想望手記

統合失調症と共に日々を生きていくブログです。中原中也さん他、近代詩の朗読も配信しています。

想望手記

貝殻と竜宮城

 夕暮れの浜辺にて。私がその少年に心を奪われたのは一刻の出来事でした。缶コーヒーを片手にぼんやりと海を眺めていると、何かを拾っては波に向かって投げている少年がいました。最初はそれほど気になりませんでしたが、あまりにも長い間そうしているので声をかけてみようと思い立ったのです。

 

 私はやわらかい砂の上を歩きながら、少年にどのように声をかけようかと考えていましたが、結局は「何を投げているの?」という当たり障りのない言葉で話しかけると、少年は私の顔を一度ちらりと見てから足元に落ちている貝殻を拾いながら言いました。
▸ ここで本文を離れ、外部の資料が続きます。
//! Tool record types
//!
//! `ToolRecord` is the unit of the catalog. Fields are explicit and optional
//! rather than an open map; provenance-specific extras that have no schema
//! slot land in the flattened `extra` map.

use chrono::{DateTime, Utc};
use indexmap::IndexMap;
use serde::{Deserialize, Serialize};

/// Market quadrant classification derived from vision/ability scores.
#[derive(Debug, Clone, Copy, PartialEq, Eq, Serialize, Deserialize)]
pub enum Quadrant {
    #[serde(rename = "Leader")]
    Leader,
    #[serde(rename = "Visionary")]
    Visionary,
    #[serde(rename = "Challenger")]
    Challenger,
    #[serde(rename = "Niche Player")]
    NichePlayer,
}

/// Vision/ability cutoff separating the quadrants.
pub const QUADRANT_THRESHOLD: f64 = 75.0;

impl Quadrant {
    /// Classify a (vision, ability) pair.
    pub fn from_scores(vision: f64, ability: f64) -> Self {
        match (
            vision >= QUADRANT_THRESHOLD,
            ability >= QUADRANT_THRESHOLD,
        ) {
            (true, true) => Quadrant::Leader,
            (true, false) => Quadrant::Visionary,
            (false, true) => Quadrant::Challenger,
            (false, false) => Quadrant::NichePlayer,
        }
    }

    pub fn as_str(&self) -> &'static str {
        match self {
            Quadrant::Leader => "Leader",
            Quadrant::Visionary => "Visionary",
            Quadrant::Challenger => "Challenger",
            Quadrant::NichePlayer => "Niche Player",
        }
    }
}

/// One entry in a tool's bounded changelog.
#[derive(Debug, Clone, Default, PartialEq, Eq, Serialize, Deserialize)]
pub struct ChangelogEntry {
    #[serde(default)]
    pub title: String,
    #[serde(default)]
    pub description: String,
    #[serde(default, skip_serializing_if = "Option::is_none")]
    pub date: Option<String>,
}

impl ChangelogEntry {
    /// Deduplication key: entries with the same title and description are
    /// considered the same announcement regardless of date.
    pub fn dedup_key(&self) -> String {
        format!("{}{}", self.title, self.description)
    }
}

/// Snapshot of a tool's state taken just before a major version bump.
#[derive(Debug, Clone, PartialEq, Serialize, Deserialize)]
pub struct VersionSnapshot {
    pub version: String,
    pub snapshot_date: DateTime<Utc>,
    #[serde(default, skip_serializing_if = "Option::is_none")]
    pub vision: Option<f64>,
    #[serde(default, skip_serializing_if = "Option::is_none")]
    pub ability: Option<f64>,
    #[serde(default, skip_serializing_if = "Option::is_none")]
    pub quadrant: Option<Quadrant>,
}

/// Popularity and maturity telemetry gathered by scrapers.
///
/// Everything defaults to zero/false; the scoring dimensions decide what
/// counts as "no evidence at all".
#[derive(Debug, Clone, Default, PartialEq, Serialize, Deserialize)]
#[serde(default)]
pub struct Signals {
    pub github_stars: u64,
    pub upvotes: u64,
    pub reddit_score: u64,
    pub hn_points: u64,
    pub trending: bool,
    pub days_since_last_commit: Option<u32>,
    pub num_integrations: u32,
    pub has_documentation: bool,
    pub has_demo: bool,
    pub has_sdk: bool,
    pub github_dependents: u64,
    pub npm_downloads: u64,
    pub pip_downloads: u64,
    pub app_store_reviews: u64,
    pub community_size: u64,
    pub discord_members: u64,
    pub customer_count: u64,
    pub media_mentions: u64,
    pub has_social_proof: bool,
}

/// Audit trail of multipliers and adjustments applied by the scoring engine.
#[derive(Debug, Clone, Default, PartialEq, Serialize, Deserialize)]
#[serde(default)]
pub struct ScoringMeta {
    pub confidence_multiplier: f64,
    pub source_multiplier: f64,
    pub maturity_adjustment: f64,
    pub penalties: Vec<String>,
    pub bonuses: Vec<String>,
}

fn default_record_version() -> String {
    "1.0".to_string()
}

/// One tracked tool in the catalog.
///
/// `name` is the identity key: the final catalog never holds two records with
/// the same name (exact, case-sensitive match).
#[derive(Debug, Clone, PartialEq, Serialize, Deserialize)]
pub struct ToolRecord {
    pub name: String,
    #[serde(default, skip_serializing_if = "Option::is_none")]
    pub category: Option<String>,
    #[serde(default, skip_serializing_if = "Option::is_none")]
    pub description: Option<String>,
    #[serde(default, skip_serializing_if = "Option::is_none")]
    pub url: Option<String>,
    #[serde(default, skip_serializing_if = "Option::is_none")]
    pub official_url: Option<String>,
    #[serde(default, skip_serializing_if = "Option::is_none")]
    pub repo_url: Option<String>,
    #[serde(default, skip_serializing_if = "Option::is_none")]
    pub changelog_url: Option<String>,
    #[serde(default, skip_serializing_if = "Option::is_none")]
    pub blog_url: Option<String>,

    /// Provenance tag of the source that discovered this tool
    /// (e.g. "curated", "official_blog", "github_trending", "reddit").
    #[serde(default, skip_serializing_if = "Option::is_none")]
    pub source: Option<String>,
    /// Trust score [0,100] assigned from the originating source.
    #[serde(default, skip_serializing_if = "Option::is_none")]
    pub confidence_level: Option<u8>,
    /// Normalized lowercase status: active, maintained, stale, beta, alpha,
    /// discontinued, inactive, ...
    #[serde(default, skip_serializing_if = "Option::is_none")]
    pub status: Option<String>,
    #[serde(default, skip_serializing_if = "Option::is_none")]
    pub pricing: Option<String>,

    /// Catalog record version, starting at "1.0" and bumped on major updates.
    /// Monotonically non-decreasing per tool.
    #[serde(default = "default_record_version")]
    pub version: String,
    #[serde(default, skip_serializing_if = "Vec::is_empty")]
    pub version_history: Vec<VersionSnapshot>,
    /// Curated marker: hand-selected entries with guaranteed scoring floors
    /// and forced paid enrichment.
    #[serde(default)]
    pub tracking_versions: bool,
    /// Latest upstream product version discovered by the resolver.
    #[serde(default, skip_serializing_if = "Option::is_none")]
    pub last_known_version: Option<String>,
    /// Strategy that produced `last_known_version`.
    #[serde(default, skip_serializing_if = "Option::is_none")]
    pub version_source: Option<String>,

    #[serde(default, skip_serializing_if = "Vec::is_empty")]
    pub key_features: Vec<String>,
    #[serde(default, skip_serializing_if = "Vec::is_empty")]
    pub strengths: Vec<String>,
    #[serde(default, skip_serializing_if = "Vec::is_empty")]
    pub limitations: Vec<String>,
    #[serde(default, skip_serializing_if = "Vec::is_empty")]
    pub use_cases: Vec<String>,
    /// Most-recent-first, capped at the configured maximum.
    #[serde(default, skip_serializing_if = "Vec::is_empty")]
    pub changelog: Vec<ChangelogEntry>,

    #[serde(default, skip_serializing_if = "Option::is_none")]
    pub founding_year: Option<i32>,
    #[serde(default, skip_serializing_if = "Option::is_none")]
    pub funding_stage: Option<String>,
    #[serde(default)]
    pub signals: Signals,

    // Scoring outputs. Always stripped and recomputed by the scoring engine;
    // never carried over from a previous pass.
    #[serde(default, skip_serializing_if = "Option::is_none")]
    pub buzz_score: Option<f64>,
    #[serde(default, skip_serializing_if = "Option::is_none")]
    pub vision: Option<f64>,
    #[serde(default, skip_serializing_if = "Option::is_none")]
    pub ability: Option<f64>,
    #[serde(default, skip_serializing_if = "Option::is_none")]
    pub credibility: Option<f64>,
    #[serde(default, skip_serializing_if = "Option::is_none")]
    pub adoption: Option<f64>,
    #[serde(default, skip_serializing_if = "Option::is_none")]
    pub base_score: Option<f64>,
    #[serde(default, skip_serializing_if = "Option::is_none")]
    pub final_score: Option<f64>,
    #[serde(default, skip_serializing_if = "Option::is_none")]
    pub quadrant: Option<Quadrant>,
    #[serde(default, skip_serializing_if = "Option::is_none")]
    pub scoring: Option<ScoringMeta>,

    #[serde(default, skip_serializing_if = "Option::is_none")]
    pub added_date: Option<DateTime<Utc>>,
    #[serde(default, skip_serializing_if = "Option::is_none")]
    pub last_updated: Option<DateTime<Utc>>,
    #[serde(default, skip_serializing_if = "Option::is_none")]
    pub last_enriched: Option<DateTime<Utc>>,

    /// Provenance-specific metadata with no schema slot.
    #[serde(flatten)]
    pub extra: IndexMap<String, serde_json::Value>,
}

impl ToolRecord {
    pub fn new(name: impl Into<String>) -> Self {
        Self {
            name: name.into(),
            category: None,
            description: None,
            url: None,
            official_url: None,
            repo_url: None,
            changelog_url: None,
            blog_url: None,
            source: None,
            confidence_level: None,
            status: None,
            pricing: None,
            version: default_record_version(),
            version_history: Vec::new(),
            tracking_versions: false,
            last_known_version: None,
            version_source: None,
            key_features: Vec::new(),
            strengths: Vec::new(),
            limitations: Vec::new(),
            use_cases: Vec::new(),
            changelog: Vec::new(),
            founding_year: None,
            funding_stage: None,
            signals: Signals::default(),
            buzz_score: None,
            vision: None,
            ability: None,
            credibility: None,
            adoption: None,
            base_score: None,
            final_score: None,
            quadrant: None,
            scoring: None,
            added_date: None,
            last_updated: None,
            last_enriched: None,
            extra: IndexMap::new(),
        }
    }

    /// Curated entries carry the `tracking_versions` marker or a curated
    /// provenance tag.
    pub fn is_curated(&self) -> bool {
        self.tracking_versions
            || self
                .source
                .as_deref()
                .is_some_and(|s| s.to_lowercase().contains("curated"))
    }

    /// Best homepage URL for this tool.
    pub fn homepage(&self) -> Option<&str> {
        self.url.as_deref().or(self.official_url.as_deref())
    }

    /// Remove every previously computed scoring field so scores from an older
    /// pass (or an older scoring algorithm) can never persist.
    pub fn clear_scores(&mut self) {
        self.buzz_score = None;
        self.vision = None;
        self.ability = None;
        self.credibility = None;
        self.adoption = None;
        self.base_score = None;
        self.final_score = None;
        self.quadrant = None;
        self.scoring = None;
    }

    /// Quadrant computed from the current vision/ability scores, falling back
    /// to the stored classification when either score is absent.
    pub fn effective_quadrant(&self) -> Option<Quadrant> {
        match (self.vision, self.ability) {
            (Some(v), Some(a)) => Some(Quadrant::from_scores(v, a)),
            _ => self.quadrant,
        }
    }

    /// Major component of the catalog record version, defaulting to 1 when
    /// the stored string is not parseable.
    pub fn major_component(&self) -> u64 {
        self.version
            .split('.')
            .next()
            .and_then(|s| s.parse().ok())
            .unwrap_or(1)
    }
}

/// Deduplicate a list in place, preserving first-seen order.
pub fn dedup_preserving_order(items: &mut Vec<String>) {
    let mut seen = std::collections::HashSet::new();
    items.retain(|item| seen.insert(item.clone()));
}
「海に良いことをしないと、りゅうぐう城に行けないんだよ」

 少年は何処か悲しそうに呟くと、近くにあった貝殻を拾い集めては海に向かって繰り返し投げていました。私はその後ろ姿を見つめていました。竜宮城と貝殻を海に投げることが一体どういう関係であるのかわからなかったので、私も少年と同じように貝殻を拾って海に投げてみました。すると少年は私の姿を見て少し驚いてからくすっと笑ったのでした。

 

 そうしてようやく少年の不可思議な行動を理解することができました。少年は浜辺の貝殻を海の落とし物だと思っていたようです。貝殻を失くした海がきっと困っているだろうから、僕が時々こうして返してあげるんだよと貝殻を投げながらそのように話してくれました。この海は僕しか返す人がいないんだとも言っていました。それは何故か追体験にも似た懐かしさがありました。淋しさや瑞々しさ、私の記憶の片隅にも確かに存在するものに感じたのです。

 水平線に溶けていく夕陽を見つめていると、いつも心がざわざわして大切なものを喪失しているような気持ちになります。「また明日、遊ぼうね」と手を振っていたあの頃は何の根拠もなく何の滞りなく、明日もまた同じように遊べると信じていたのです。想像のつかない遠い未来を薔薇色であると疑わなかったのです。

 しかし私が竜宮城に行くことは叶いませんでした。きっとこの少年もあそこに取り残されているから、夕陽を見てあんなにも寂しそうな表情をしているのでしょう。私は誰も存在しない浜辺に佇んで、赤黒く焼けている空を見上げていました。

 最後まで読んでくれてありがとうございました。それでは又。